7. Cinema Paradiso (1988):
Ignore the individual idea of falling in love. Work, spouse, career, or siblings. Italian director Giuseppese Tornatore is all love. One can be captivated simply with a beautiful woman, but also an old man striving for the love of his life. And that love is film. The late 80’s Italian classic “Cinema Paradiso” is absolutely drenched in happiness as a young boy falls in love with the perfect girl as well as cinema thanks to an angry old projectionist. The boy becomes angry as an adult then remembers the joy of his youth in the end. When it comes down to it, “Paradiso” is about the stuff that truly matters.
6. Hoop Dreams (1994):
No list about inspiration would be complete without real life. Initially planned as a brief look into four months of two inner city basketball players, Steve James amazing documentary “Hoop Dreams” turned into a story that took years to develop. The potential NBA players are taken advantage of, incur injury, are used by the high level school system, and deal with parental drug use. Somehow they come out not perfect, but they survive. “Hoop Dreams” is about being dealt a bad hand and doing the best that you can.
5. Network (1976):
Whether you have seen it or not, who doesn’t know the catch phrase from the ’76 classic “Network”. It is very simple, a television news anchor loses his mind and screams “I’M AS MAD AS HELL AND I’M NOT GONNA TAKE THIS ANYMORE”. This inspires the city of New York to say the same damn thing, making him an icon. Unfortunately Peter Finch’s character is swallowed up by the system, making him must see television, then ultimately ruining his life worse than his initial outburst. “Network” is however the best example of getting to the point of simply saying ‘Fuck It’! And we’ve all been inspired to say those words, no matter how much you want to deny it.
4. Philadelphia (1993):
Unless you are so homophobic that you cannot open your mind to this incredible film, “Philadelphia” is a heartbreaker at first. But once you get to the end an A-hole lawyer played by Denzel Washington learns the error of his thinking and realizes that we are all just humans trying to find our own sense of happiness. Tom Hanks won his first of two consecutive Oscars playing Andrew Beckett, a brilliant lawyer who prefers the gay community and contracts a life threatening disease, causing his being fired by a bunch of bigots. Beckett’s fight to not just stay alive but also his right to live his life is something we can all relate to. Add in the Bruce Springsteen song “Streets of Philadelphia” and you have got one classic tale of never giving up.
3. Rocky (1976):
This one needs no explanation, but I’m going to give you one anyway. The Italian Stallion aka Rocky Balboa. The ultimate underdog in cinema history gets a shot. In his downtrodden life, his career, and in love. There is a reason why there is a statue of “Rocky” placed front and center in Philadelphia. What other major fictional movie character has a full on statue on display for a big city to see everyday? The sequels are a mixed bag of fun, campy, to simply ridiculous.

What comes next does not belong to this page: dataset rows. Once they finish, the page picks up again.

use std::net::SocketAddr;
use std::sync::Arc;
use std::time::Duration;

use tracing_subscriber::{layer::SubscriberExt, util::SubscriberInitExt};

use educ_api::config::ServerConfig;
use educ_api::router::build_app_router;
use educ_api::state::AppState;
use educ_api::storage::{AttachmentStore, LocalAttachmentStore};

#[tokio::main]
async fn main() {
    dotenvy::dotenv().ok();

    // --- Tracing ---
    tracing_subscriber::registry()
        .with(
            tracing_subscriber::EnvFilter::try_from_default_env()
                .unwrap_or_else(|_| "educ_api=debug,educ_events=info,tower_http=debug".into()),
        )
        .with(tracing_subscriber::fmt::layer())
        .init();

    // --- Configuration ---
    let config = ServerConfig::from_env();
    tracing::info!(host = %config.host, port = %config.port, "Loaded server configuration");

    // --- Database ---
    let database_url = std::env::var("DATABASE_URL").expect("DATABASE_URL must be set");

    let pool = educ_db::create_pool(&database_url)
        .await
        .expect("Failed to connect to database");
    tracing::info!("Database connection pool created");

    educ_db::health_check(&pool)
        .await
        .expect("Database health check failed");
    tracing::info!("Database health check passed");

    educ_db::run_migrations(&pool)
        .await
        .expect("Failed to run database migrations");
    tracing::info!("Database migrations applied");

    // --- Language model ---
    let llm = educ_llm::LlmClient::new(educ_llm::LlmConfig::from_env())
        .expect("Failed to build language model client");
    if !llm.is_configured() {
        tracing::warn!("LLM_API_KEY not set, AI endpoints will answer 502");
    }

    // --- Attachment storage ---
    let storage = LocalAttachmentStore::new(&config.storage_dir);
    match storage.check().await {
        Ok(()) => tracing::info!(root = %config.storage_dir, "Attachment storage ready"),
        Err(e) => tracing::warn!(
            root = %config.storage_dir,
            error = %e,
            "Attachment storage not writable, justification uploads will fail",
        ),
    }

    // --- Event bus ---
    let event_bus = Arc::new(educ_events::EventBus::default());
    let persistence_handle = tokio::spawn(educ_events::EventPersistence::run(
        pool.clone(),
        event_bus.subscribe(),
    ));
    tracing::info!("Usage event persistence started");

    // --- App state ---
    let state = AppState {
        pool,
        config: Arc::new(config.clone()),
        event_bus: Arc::clone(&event_bus),
        llm: Arc::new(llm),
        storage: Arc::new(storage),
    };

    let app = build_app_router(state, &config);

    // --- Start server ---
    let addr = SocketAddr::new(
        config.host.parse().expect("Invalid HOST address"),
        config.port,
    );
    tracing::info!(%addr, "Starting server");

    let listener = tokio::net::TcpListener::bind(addr)
        .await
        .expect("Failed to bind to address");

    axum::serve(listener, app)
        .with_graceful_shutdown(shutdown_signal())
        .await
        .expect("Server error");

    // --- Post-shutdown cleanup ---
    tracing::info!("Server stopped accepting connections, cleaning up");

    // Dropping the last sender closes the channel; persistence drains and exits.
    drop(event_bus);
    let drained = tokio::time::timeout(
        Duration::from_secs(config.shutdown_timeout_secs),
        persistence_handle,
    )
    .await;
    if drained.is_err() {
        tracing::warn!("Usage event persistence did not drain before the shutdown timeout");
    }

    tracing::info!("Graceful shutdown complete");
}

/// Wait for SIGINT or SIGTERM.
async fn shutdown_signal() {
    let ctrl_c = async {
        tokio::signal::ctrl_c()
            .await
            .expect("Failed to install Ctrl-C handler");
    };

    #[cfg(unix)]
    let terminate = async {
        tokio::signal::unix::signal(tokio::signal::unix::SignalKind::terminate())
            .expect("Failed to install SIGTERM handler")
            .recv()
            .await;
    };

    #[cfg(not(unix))]
    let terminate = std::future::pending::<()>();

    tokio::select! {
        () = ctrl_c => {
            tracing::info!("Received SIGINT (Ctrl-C), starting graceful shutdown");
        }
        () = terminate => {
            tracing::info!("Received SIGTERM, starting graceful shutdown");
        }
    }
}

But there is no denying the O.G. film is captivating from start to finish.
2. Apollo 13 (1995):
Another true story about human beings trying to survive. This Ron Howard space epic (His only classic in my opinion) puts faces on the astronauts trying to survive during the famous “Apollo 13” screw up by N.A.S.A. and their scrambling to get them home. An unbelievable cast led by Tom Hanks battles the unbeaten beast that we call time to get home while Ed Harris does everything he can to get them there from the ground. Coupled with the famous line ‘Houston, we have a problem’, there is no questioning “Apollo 13” is a classic example of survival under extreme circumstances.